I am running a path model that is essentially an APIM model of infant-mother dyads. In the model I want to test the interaction of an exogenous variable (mother attachment status) on infant affect in predicting mother behavior. I am able to create the continuous interactions using the DEFINE command but I have a few questions:
1) When I grand mean center the interaction variables either in Mplus by:
or by creating them externally in SPSS before saving my input file, the overall test of model fit and the main effects estimates for the interaction variables are different than what they were in the raw (uncentered) model. Interestingly, the interaction effects are identical. Why is this?
2)I have searched high and low but have not found an adequate explanation of how to probe the interaction. Is there a resource I can be pointed to?
In running my continuous path interaction analyses (all variables involved in the interaction centered) the model converges but I get the warning message re: the SE's being untrustworthy due to....a possible linear dependency. Tech 1 gives me the problematic parameter and it indeed is one of the interaction terms. Given that such a term is likely to be a linear dependency on its constituents, how problematic is this warning in the context of a model with interaction terms?

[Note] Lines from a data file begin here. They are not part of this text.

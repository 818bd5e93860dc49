//! Transitive closure over the rule graph.

use std::collections::{HashSet, VecDeque};

use tracing::{trace, warn};

use super::{Grammar, RuleId};

/// The set of rule ids reachable from a root rule.
#[derive(Debug, Clone, Default, PartialEq, Eq)]
pub struct RuleClosure {
    order: Vec<RuleId>,
    members: HashSet<RuleId>,
}

impl RuleClosure {
    /// Returns true if `id` is reachable.
    pub fn contains(&self, id: &str) -> bool {
        self.members.contains(id)
    }

    /// Returns the reachable ids in discovery order, root first.
    pub fn ids(&self) -> &[RuleId] {
        &self.order
    }

    /// Returns the number of reachable ids.
    pub fn len(&self) -> usize {
        self.order.len()
    }

    /// Returns true if the closure holds no ids.
    pub fn is_empty(&self) -> bool {
        self.order.is_empty()
    }

    fn insert(&mut self, id: &RuleId) -> bool {
        if self.members.contains(id) {
            return false;
        }
        self.members.insert(id.clone());
        self.order.push(id.clone());
        true
    }
}

/// Computes the ids reachable from `root` through child links.
///
/// Each rule is expanded at most once, so cyclic grammars terminate. Compound
/// rules, including `root` itself, are recorded but not expanded unless
/// `bypass_compound` is set. Child ids missing from the grammar are recorded
/// without expansion.
pub fn rule_closure(grammar: &dyn Grammar, root: &RuleId, bypass_compound: bool) -> RuleClosure {
    let mut closure = RuleClosure::default();
    closure.insert(root);

    let mut pending = VecDeque::from([root.clone()]);
    while let Some(id) = pending.pop_front() {
        let Some(rule) = grammar.rule(id.as_str()) else {
            warn!(rule = %id, "rule is not registered in the grammar");
            continue;
        };

        if rule.compound && !bypass_compound {
            continue;
        }

        for child in &rule.children {
            if closure.insert(child) {
                pending.push_back(child.clone());
            }
        }
    }

    trace!(
        root = %root,
        bypass_compound,
        size = closure.len(),
        "computed rule closure"
    );
    closure
}
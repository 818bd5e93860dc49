//! Extraction of identifier and literal text from a node.

use std::ops::ControlFlow;

use smol_str::SmolStr;

use crate::ast::{
    IdentificationVariable, LiteralKind, NodeRef, PathExpression, Visit, VisitResult, accept,
};

/// The kind of text to extract with [`literal`].
#[derive(Debug, Clone, Copy, PartialEq, Eq, Hash)]
pub enum LiteralType {
    /// Entity name of a range declaration.
    AbstractSchemaName,
    /// Entity type literal.
    EntityType,
    /// Explicitly written identification variable.
    IdentificationVariable,
    /// Input parameter text (`?1`, `:name`).
    InputParameter,
    /// Whole dotted path.
    PathExpressionAllPath,
    /// Qualifier of a path, or a bare identification variable.
    PathExpressionIdentificationVariable,
    /// Last segment of a path.
    PathExpressionLastPath,
    /// Alias introduced with `AS`.
    ResultVariable,
    /// String literal text.
    StringLiteral,
}

struct LiteralVisitor {
    literal_type: LiteralType,
}

impl LiteralVisitor {
    fn found(text: impl Into<SmolStr>) -> VisitResult<SmolStr> {
        ControlFlow::Break(text.into())
    }
}

impl<'t> Visit<'t> for LiteralVisitor {
    type Break = SmolStr;

    fn visit_node(&mut self, _node: NodeRef<'t>) -> VisitResult<SmolStr> {
        ControlFlow::Continue(())
    }

    fn visit_abstract_schema_name(
        &mut self,
        _node: NodeRef<'t>,
        name: &'t str,
    ) -> VisitResult<SmolStr> {
        match self.literal_type {
            LiteralType::AbstractSchemaName => Self::found(name),
            _ => ControlFlow::Continue(()),
        }
    }

    fn visit_literal(
        &mut self,
        _node: NodeRef<'t>,
        kind: LiteralKind,
        text: &'t str,
    ) -> VisitResult<SmolStr> {
        match (self.literal_type, kind) {
            (LiteralType::EntityType, LiteralKind::EntityType)
            | (LiteralType::InputParameter, LiteralKind::InputParameter)
            | (LiteralType::StringLiteral, LiteralKind::String) => Self::found(text),
            _ => ControlFlow::Continue(()),
        }
    }

    fn visit_identification_variable(
        &mut self,
        _node: NodeRef<'t>,
        variable: &'t IdentificationVariable,
    ) -> VisitResult<SmolStr> {
        match self.literal_type {
            LiteralType::IdentificationVariable
            | LiteralType::PathExpressionIdentificationVariable
                if !variable.is_virtual =>
            {
                Self::found(variable.name.clone())
            }
            _ => ControlFlow::Continue(()),
        }
    }

    fn visit_path(&mut self, _node: NodeRef<'t>, path: &'t PathExpression) -> VisitResult<SmolStr> {
        let text = match self.literal_type {
            LiteralType::PathExpressionAllPath => Some(SmolStr::new(path.full_path())),
            LiteralType::PathExpressionIdentificationVariable if !path.virtual_qualifier => {
                path.qualifier().map(SmolStr::new)
            }
            LiteralType::PathExpressionLastPath => path.last_segment().map(SmolStr::new),
            _ => None,
        };
        match text {
            Some(text) => ControlFlow::Break(text),
            None => ControlFlow::Continue(()),
        }
    }

    fn visit_result_variable(&mut self, _node: NodeRef<'t>, name: &'t str) -> VisitResult<SmolStr> {
        match self.literal_type {
            LiteralType::ResultVariable => Self::found(name),
            _ => ControlFlow::Continue(()),
        }
    }
}

/// Returns the text of `node` for the requested literal type, or `None`
/// when the node does not carry that kind of text.
pub fn literal(node: NodeRef<'_>, literal_type: LiteralType) -> Option<SmolStr> {
    match accept(&mut LiteralVisitor { literal_type }, node) {
        ControlFlow::Break(text) => Some(text),
        ControlFlow::Continue(()) => None,
    }
}
use std::collections::HashMap;

use crate::config::Config;

/// Per-tenant settings needed to locate a tenant's blocks and index
pub trait TenantConfigProvider: Send + Sync {
    /// Object prefix holding the tenant's blocks
    fn tenant_prefix(&self, tenant: &str) -> String {
        tenant.to_string()
    }

    /// Tenants with an explicit prefix override, as `(tenant, prefix)`
    fn prefix_overrides(&self) -> Vec<(String, String)> {
        Vec::new()
    }
}

/// Provider backed by static overrides, usually from the `[tenants]` config section
#[derive(Debug, Clone, Default)]
pub struct StaticTenantConfig {
    prefixes: HashMap<String, String>,
}

impl StaticTenantConfig {
    pub fn from_config(config: &Config) -> Self {
        let prefixes = config
            .tenants
            .keys()
            .map(|tenant| (tenant.clone(), config.tenant_prefix(tenant)))
            .collect();
        Self { prefixes }
    }

    pub fn with_prefix(mut self, tenant: impl Into<String>, prefix: impl Into<String>) -> Self {
        self.prefixes.insert(tenant.into(), prefix.into());
        self
    }
}

impl TenantConfigProvider for StaticTenantConfig {
    fn tenant_prefix(&self, tenant: &str) -> String {
        self.prefixes
            .get(tenant)
            .cloned()
            .unwrap_or_else(|| tenant.to_string())
    }

    fn prefix_overrides(&self) -> Vec<(String, String)> {
        let mut overrides: Vec<_> = self
            .prefixes
            .iter()
            .map(|(tenant, prefix)| (tenant.clone(), prefix.clone()))
            .collect();
        overrides.sort();
        overrides
    }
}

#[cfg(test)]
mod tests {
    use super::*;

    #[test]
    fn test_prefix_overrides() {
        let provider = StaticTenantConfig::default()
            .with_prefix("team-b", "archive/team-b")
            .with_prefix("team-a", "archive/team-a");

        assert_eq!(provider.tenant_prefix("team-a"), "archive/team-a");
        assert_eq!(provider.tenant_prefix("user-1"), "user-1");
        assert_eq!(
            provider.prefix_overrides(),
            vec![
                ("team-a".to_string(), "archive/team-a".to_string()),
                ("team-b".to_string(), "archive/team-b".to_string()),
            ]
        );
        assert!(StaticTenantConfig::default().prefix_overrides().is_empty());
    }
}
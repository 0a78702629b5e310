use object_store::{ObjectStore, aws::AmazonS3Builder, local::LocalFileSystem, memory::InMemory};
use std::sync::Arc;

use super::{Result, StorageClient, StorageError};
use crate::config::{StorageConfig, StorageProvider};

/// Build a storage client for the configured provider
pub fn build_store(config: &StorageConfig) -> Result<StorageClient> {
    let store: Arc<dyn ObjectStore> = match config.provider {
        StorageProvider::Memory => Arc::new(InMemory::new()),
        StorageProvider::Filesystem => {
            std::fs::create_dir_all(&config.root).map_err(|e| {
                StorageError::InvalidConfig(format!("{}: {}", config.root.display(), e))
            })?;
            Arc::new(LocalFileSystem::new_with_prefix(&config.root)?)
        }
        StorageProvider::S3 => {
            let mut builder = AmazonS3Builder::from_env().with_bucket_name(&config.bucket);
            if let Some(region) = &config.region {
                builder = builder.with_region(region);
            }
            if let Some(endpoint) = &config.endpoint {
                builder = builder.with_endpoint(endpoint).with_allow_http(endpoint.starts_with("http://"));
            }
            if let (Some(access_key), Some(secret_key)) = (&config.access_key, &config.secret_key) {
                builder = builder
                    .with_access_key_id(access_key)
                    .with_secret_access_key(secret_key);
            }
            Arc::new(builder.build()?)
        }
    };

    tracing::info!(provider = ?config.provider, bucket = %config.bucket, "Object store initialised");
    Ok(StorageClient::new(store, config.bucket.clone()))
}
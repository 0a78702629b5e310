//! Per-tenant block metadata fetcher
//!
//! [`MetadataFetcher`] loads a tenant's bucket index, rebuilds the block
//! metas it describes and threads them through an ordered chain of
//! [`Filter`]s. A missing or corrupted index is not an error: the tenant is
//! reported as having no blocks and the outcome is tagged in the
//! `blocks_meta_synced` gauge.

pub mod filters;
pub mod metrics;

pub use filters::{
    BlockMetas, DeduplicateFilter, Filter, FilterError, IgnoreDeletionMarkFilter, IndexAwareFilter,
    MetadataFilter, MinTimeMetaFilter, OutOfOrderFilter, RetentionFilter,
};
pub use metrics::{FetcherMetrics, TxGaugeVec};

use prometheus::Registry;
use std::collections::HashMap;
use std::sync::Arc;
use std::time::Instant;
use thiserror::Error;
use tokio_util::sync::CancellationToken;
use tracing::{error, info};

use crate::block::BlockId;
use crate::bucketindex::{read_index, IndexError, TenantConfigProvider};
use crate::config::FetcherConfig;
use crate::storage::{BucketReader, StorageError};
use self::metrics::{CORRUPTED_BUCKET_INDEX, FAILED_META, LOADED_META, NO_BUCKET_INDEX};

#[derive(Debug, Error)]
pub enum FetchError {
    #[error("read bucket index: {0}")]
    ReadIndex(#[source] IndexError),

    #[error("filter metas: {0}")]
    Filter(#[source] FilterError),

    #[error("fetch cancelled")]
    Cancelled,
}

/// How the bucket index lookup ended
#[derive(Debug, Clone, Copy, PartialEq, Eq)]
pub enum FetchOutcome {
    Loaded,
    NoBucketIndex,
    CorruptedBucketIndex,
}

/// Result of one successful fetch
#[derive(Debug)]
pub struct FetchOutput {
    pub metas: BlockMetas,
    /// Per-block failures. Never populated by the index-backed fetcher.
    pub partial: HashMap<BlockId, StorageError>,
    pub outcome: FetchOutcome,
}

impl FetchOutput {
    fn empty(outcome: FetchOutcome) -> Self {
        Self {
            metas: HashMap::new(),
            partial: HashMap::new(),
            outcome,
        }
    }
}

/// Fetches one tenant's block metas from its bucket index.
///
/// `fetch` takes `&mut self`, so a fetcher is single-flight by construction.
pub struct MetadataFetcher {
    tenant: String,
    bucket: Arc<dyn BucketReader>,
    provider: Arc<dyn TenantConfigProvider>,
    filters: Vec<Filter>,
    metrics: FetcherMetrics,
}

#[bon::bon]
impl MetadataFetcher {
    /// Registers the fetcher metrics into `registry`, which is usually the
    /// tenant's own registry.
    #[builder]
    pub fn new(
        #[builder(into)] tenant: String,
        bucket: Arc<dyn BucketReader>,
        provider: Arc<dyn TenantConfigProvider>,
        #[builder(default)] filters: Vec<Filter>,
        registry: &Registry,
    ) -> prometheus::Result<Self> {
        Ok(Self {
            tenant,
            bucket,
            provider,
            filters,
            metrics: FetcherMetrics::new(registry)?,
        })
    }
}

impl MetadataFetcher {
    pub fn tenant(&self) -> &str {
        &self.tenant
    }

    pub fn metrics(&self) -> &FetcherMetrics {
        &self.metrics
    }

    /// Load the bucket index and apply the filter chain.
    ///
    /// Gauges are reset at the start and published on every return path.
    pub async fn fetch(&mut self, cancel: &CancellationToken) -> Result<FetchOutput, FetchError> {
        self.metrics.reset_tx();
        self.metrics.syncs.inc();
        let start = Instant::now();

        let result = self.fetch_index(cancel).await;

        self.metrics.sync_duration.observe(start.elapsed().as_secs_f64());
        if result.is_err() {
            self.metrics.sync_failures.inc();
        }
        self.metrics.submit();

        result
    }

    async fn fetch_index(&self, cancel: &CancellationToken) -> Result<FetchOutput, FetchError> {
        let synced = &self.metrics.synced;

        let read = tokio::select! {
            biased;
            _ = cancel.cancelled() => return Err(FetchError::Cancelled),
            read = read_index(self.bucket.as_ref(), &self.tenant, self.provider.as_ref()) => read,
        };

        let index = match read {
            Ok(index) => index,
            Err(IndexError::NotFound) => {
                // Tenants with freshly uploaded blocks have no index yet.
                synced.set(NO_BUCKET_INDEX, 1.0);
                return Ok(FetchOutput::empty(FetchOutcome::NoBucketIndex));
            }
            Err(e @ IndexError::Corrupted(_)) => {
                error!(tenant = %self.tenant, error = %e, "Corrupted bucket index found");
                synced.set(CORRUPTED_BUCKET_INDEX, 1.0);
                return Ok(FetchOutput::empty(FetchOutcome::CorruptedBucketIndex));
            }
            Err(e) => {
                synced.set(FAILED_META, 1.0);
                return Err(FetchError::ReadIndex(e));
            }
        };

        info!(
            tenant = %self.tenant,
            updated_at = %index.updated_at,
            blocks = index.blocks.len(),
            "Loaded bucket index"
        );

        let mut metas: BlockMetas = index
            .blocks
            .iter()
            .map(|b| (b.block_id, Arc::new(b.to_meta())))
            .collect();

        for filter in &self.filters {
            if cancel.is_cancelled() {
                return Err(FetchError::Cancelled);
            }
            filter
                .apply(&mut metas, &index, synced)
                .await
                .map_err(FetchError::Filter)?;
        }

        synced.set(LOADED_META, metas.len() as f64);
        Ok(FetchOutput {
            metas,
            partial: HashMap::new(),
            outcome: FetchOutcome::Loaded,
        })
    }
}

/// Filter chain configured by the `[fetcher]` section, in evaluation order
pub fn default_filters(config: &FetcherConfig) -> Vec<Filter> {
    let mut filters = vec![
        Filter::basic(MinTimeMetaFilter::new(config.min_time_limit.as_duration())),
        Filter::basic(RetentionFilter::new(config.retention.as_duration())),
        Filter::index_aware(IgnoreDeletionMarkFilter::new(config.deletion_delay.as_duration())),
    ];
    if config.exclude_out_of_order {
        filters.push(Filter::basic(OutOfOrderFilter));
    }
    if config.deduplicate {
        filters.push(Filter::basic(DeduplicateFilter::new()));
    }
    filters
}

Tracy Witte posted on Wednesday, March 20, 2013 - 6:19 am
I have a question about centered variables in Mplus. I have created the centered terms in SPSS and want to use them in a path analysis with an interaction term. Since there is missing data, and Mplus uses FIML to handle it, I've noticed that the means for the centered variables differ from 0. Given this, I'm concerned that this will affect interpretation, should I find a significant interaction. Is anyone aware of guidelines regarding how to deal with centered variables when using FIML to handle missing data?